Oggi riaprono i cancelli per gli operai delle Meccaniche. Il 16 rientreranno gli operai della 2R e 3R per "eccessive scorte nei magazzini"
Riaprono oggi i cancelli della Piaggio di Pontedera ma solo parzialmente. Infatti rientrano al lavoro da questa mattina gli operai delle Meccaniche, dopo il blocco della produzione per la pausa natalizia, ma resteranno in cassa integrazione ancora una settimana gli altri 950 lavoratori della fabbrica di Pontedera. Una decisione assunta ai primi di dicembre dall'azienda guidata da Colaninno in base alla quale gli operai della 2R e della 3R torneranno al lavoro solo lunedì prossimo 16 gennaio.
La motivazione di questa scelta data dalla Piaggio ai sindacati è facilmente riassumibile: un eccesso di scorte dei magazzini.
Così mentre qualche giorno fa venivano pubblicati i dati dall'Ancma Confindustria che confermava l'azienda pontederese al vertice del mercato italiano nazionale ed europeo delle due ruote, non mancano le preoccupazioni tra i lavoratori per gli scenari futuri dello stabilimento di Pontedera.
E la ripresa sarà comunque "rallentata" in base alla strategia della Piaggio. Infatti per non ingolfare ulteriormente i magazzini anche la produzione dal 16 gennaio sarà ridotta con le linee che opereranno alle 8 alle 17 e non su doppio turno, dalle 6 alle 14 e dalle 14 alle 22.

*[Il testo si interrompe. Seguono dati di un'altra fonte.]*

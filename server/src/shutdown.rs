//! Signal handling for graceful shutdown.

/// Completes when the process receives Ctrl+C or, on Unix, SIGTERM.
pub async fn shutdown_signal() {
    let ctrl_c = async {
        if let Err(e) = tokio::signal::ctrl_c().await {
            tracing::error!(error = %e, "Failed to listen for Ctrl+C");
            std::future::pending::<()>().await;
        }
    };

    #[cfg(unix)]
    let terminate = async {
        use tokio::signal::unix::{signal, SignalKind};

        match signal(SignalKind::terminate()) {
            Ok(mut sigterm) => {
                sigterm.recv().await;
            }
            Err(e) => {
                tracing::error!(error = %e, "Failed to install SIGTERM handler");
                std::future::pending::<()>().await;
            }
        }
    };

    #[cfg(not(unix))]
    let terminate = std::future::pending::<()>();

    tokio::select! {
        _ = ctrl_c => {
            tracing::info!("Received SIGINT, initiating graceful shutdown");
        }
        _ = terminate => {
            tracing::info!("Received SIGTERM, initiating graceful shutdown");
        }
    }
}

Intanto però proseguono gli investimenti della Piaggio in Asia, dove il costo della manodopera è incomparabilmente più basso. Dopo l'annuncio della possibile apertura di uno stabilimento in Indonesia, negli scorsi giorni al centro delle operazioni della fabbrica delle due ruote è stato il mercato indiano.
Infatti è stata svelata dal gruppo Piaggio all'Auto Expo di Delhi la Vespa, presentata al mercato indiano nel più grande salone automobilistico e motociclistico dell'Asia e tra le principali rassegne motoristiche mondiali. La Vespa LX 125 è stata sviluppata espressamente per il mercato del subcontinente indiano che è il secondo più grande del mondo per volumi con circa 13 milioni di unità vendute nel 2011, due milioni e mezzo delle quali sono scooter, ed è caratterizzato da altissimi tassi di crescita.

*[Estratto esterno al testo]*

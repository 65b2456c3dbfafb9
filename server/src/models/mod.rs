pub mod account;
pub mod booking;
pub mod event;
pub mod user;

pub use account::{AuthSession, Credentials, LoginPayload, SignupPayload};
pub use booking::Booking;
pub use event::{
    BookingStatus, Coordinates, Event, EventChanges, EventDetail, EventInfo, EventPayload,
    EventRecord, OwnerInfo, ValidatedEvent,
};
pub use user::User;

Rispetto a quella prodotta in Italia e commercializzata in Europa e USA, e al modello prodotta da Piaggio Vietnam, la Vespa LX 125 per l'India presenta adattamenti specifici dal punto di vista ergonomico. E' caratterizzata da una più facile accessibilità a motore e pneumatici - le forature sulle strade indiane sono all'ordine del giorno - ma è dotata soprattutto di un nuovissimo motore 125 cc 4 tempi a 3 valvole. Ha un propulsore completamente nuovo che il gruppo Piaggio ha sviluppato espressamente per il mercato indiano delle due ruote.
La produzione della Vespa 125 destinata al mercato indiano inizierà a marzo 2012 nel nuovo stabilimento di Baramati, area in cui sorge il complesso industriale di Piaggio Vehicles Private Ltd., controllata al 100% dal Gruppo Piaggio, che già oggi in India produce veicoli da trasporto merci e persone a tre ruote. Lo stabilimento è leader di mercato in India, con oltre 220.000 unità vendute all'anno e motori Diesel e turbodiesel per le gamme dei veicoli commerciali che Piaggio produce sia in India, sia in Italia a Pontedera.

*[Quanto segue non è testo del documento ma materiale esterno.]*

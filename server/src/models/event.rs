use chrono::{DateTime, Utc};
use rust_decimal::Decimal;
use serde::{Deserialize, Serialize};
use uuid::Uuid;

use super::{booking::Booking, user::User};

/// A geographic point as sent by clients: `{ "longitude": .., "latitude": .. }`.
#[derive(Debug, Clone, Copy, PartialEq, Serialize, Deserialize)]
pub struct Coordinates {
    pub longitude: f64,
    pub latitude: f64,
}

impl Coordinates {
    pub fn new(longitude: f64, latitude: f64) -> Self {
        Self {
            longitude,
            latitude,
        }
    }

    pub fn is_finite(&self) -> bool {
        self.longitude.is_finite() && self.latitude.is_finite()
    }
}

/// Prices go over the wire as JSON numbers. Whole amounts are written as
/// integers (`10`, not `10.0`) so they read back exactly as they were sent.
mod price {
    use rust_decimal::prelude::ToPrimitive;
    use rust_decimal::Decimal;
    use serde::Serializer;

    pub use rust_decimal::serde::float::deserialize;

    pub fn serialize<S: Serializer>(value: &Decimal, serializer: S) -> Result<S::Ok, S::Error> {
        match value.fract().is_zero().then(|| value.to_i64()).flatten() {
            Some(whole) => serializer.serialize_i64(whole),
            None => rust_decimal::serde::float::serialize(value, serializer),
        }
    }
}

#[derive(Debug, Clone, PartialEq, Serialize, Deserialize)]
#[serde(rename_all = "camelCase")]
pub struct Event {
    pub id: Uuid,
    pub title: String,
    pub description: String,
    #[serde(with = "price")]
    pub price: Decimal,
    pub location: Coordinates,
    pub map_data: Coordinates,
    pub photos: Vec<String>,
    pub event_created_by_id: Uuid,
    pub created_at: DateTime<Utc>,
    pub updated_at: DateTime<Utc>,
}

/// Raw event body as received from a client. Every field is optional here so
/// that missing fields are reported by the validator instead of the decoder.
///
/// `id` and `eventCreatedById` are accepted but never read.
#[derive(Debug, Clone, Default, Deserialize)]
#[serde(rename_all = "camelCase")]
pub struct EventPayload {
    pub title: Option<String>,
    pub description: Option<String>,
    #[serde(default, with = "rust_decimal::serde::float_option")]
    pub price: Option<Decimal>,
    pub location: Option<Coordinates>,
    pub map_data: Option<Coordinates>,
    pub photos: Option<Vec<String>>,
    pub created_at: Option<DateTime<Utc>>,
    pub updated_at: Option<DateTime<Utc>>,
}

/// Event fields that passed validation, with timestamps already defaulted.
#[derive(Debug, Clone, PartialEq)]
pub struct ValidatedEvent {
    pub title: String,
    pub description: String,
    pub price: Decimal,
    pub location: Coordinates,
    pub map_data: Coordinates,
    pub photos: Vec<String>,
    pub created_at: DateTime<Utc>,
    pub updated_at: DateTime<Utc>,
}

impl ValidatedEvent {
    /// Builds the record to insert. The owner always comes from the caller.
    pub fn into_event(self, id: Uuid, owner_id: Uuid) -> Event {
        Event {
            id,
            title: self.title,
            description: self.description,
            price: self.price,
            location: self.location,
            map_data: self.map_data,
            photos: self.photos,
            event_created_by_id: owner_id,
            created_at: self.created_at,
            updated_at: self.updated_at,
        }
    }

    pub fn into_changes(self) -> EventChanges {
        EventChanges {
            title: self.title,
            description: self.description,
            price: self.price,
            location: self.location,
            map_data: self.map_data,
            photos: self.photos,
            updated_at: self.updated_at,
        }
    }
}

/// Columns an update is allowed to touch. `id`, the owner and `createdAt`
/// are not part of it.
#[derive(Debug, Clone, PartialEq)]
pub struct EventChanges {
    pub title: String,
    pub description: String,
    pub price: Decimal,
    pub location: Coordinates,
    pub map_data: Coordinates,
    pub photos: Vec<String>,
    pub updated_at: DateTime<Utc>,
}

impl EventChanges {
    pub fn apply_to(self, event: &mut Event) {
        event.title = self.title;
        event.description = self.description;
        event.price = self.price;
        event.location = self.location;
        event.map_data = self.map_data;
        event.photos = self.photos;
        event.updated_at = self.updated_at;
    }
}

/// An event loaded together with the relations requested through
/// [`crate::store::Include`].
#[derive(Debug, Clone)]
pub struct EventRecord {
    pub event: Event,
    pub owner: Option<User>,
    pub bookings: Option<Vec<Booking>>,
}

#[derive(Debug, Clone, Copy, PartialEq, Eq, Serialize)]
pub enum BookingStatus {
    Booked,
    Available,
}

impl BookingStatus {
    pub fn from_count(bookings: usize) -> Self {
        if bookings > 0 {
            BookingStatus::Booked
        } else {
            BookingStatus::Available
        }
    }
}

#[derive(Debug, Clone, PartialEq, Serialize)]
#[serde(rename_all = "camelCase")]
pub struct OwnerInfo {
    pub email: String,
    pub first_name: String,
    pub last_name: String,
}

impl From<User> for OwnerInfo {
    fn from(user: User) -> Self {
        Self {
            email: user.email,
            first_name: user.first_name,
            last_name: user.last_name,
        }
    }
}

/// Public event fields; owner id and booking rows are left out.
#[derive(Debug, Clone, PartialEq, Serialize)]
#[serde(rename_all = "camelCase")]
pub struct EventInfo {
    pub id: Uuid,
    pub title: String,
    pub description: String,
    #[serde(with = "price")]
    pub price: Decimal,
    pub location: Coordinates,
    pub map_data: Coordinates,
    pub photos: Vec<String>,
    pub created_at: DateTime<Utc>,
    pub updated_at: DateTime<Utc>,
}

impl From<Event> for EventInfo {
    fn from(event: Event) -> Self {
        Self {
            id: event.id,
            title: event.title,
            description: event.description,
            price: event.price,
            location: event.location,
            map_data: event.map_data,
            photos: event.photos,
            created_at: event.created_at,
            updated_at: event.updated_at,
        }
    }
}

/// Detail view returned by the fetch-by-id operation.
#[derive(Debug, Clone, PartialEq, Serialize)]
#[serde(rename_all = "camelCase")]
pub struct EventDetail {
    pub owner_info: OwnerInfo,
    pub booking_status: BookingStatus,
    pub event_info: EventInfo,
}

La capacità produttiva iniziale dello stabilimento indiano della Vespa sarà di 150.000 veicoli/anno. Le vendite della Vespa sul mercato indiano inizieranno ad aprile, subito dopo il lancio commerciale, e partiranno da una rete di dealer che coprirà da subito le 35 più importanti città dell'India.
Svelando la Vespa all'Auto Expo di Delhi, Ravi Chopra, Chairman e Managing Director di Piaggio Vehicles, ha affermato: "L'ingresso del Gruppo Piaggio nel business delle due ruote in India apre un segmento di prodotto 'premium' completamente nuovo, rivolto a clienti che desiderano un veicolo caratterizzato da stile e personalità unici. Con Vespa potremo sfruttare il grande potenziale di questa classe di consumatori, inaugurando un segmento di mercato di enorme interesse per i prossimi anni".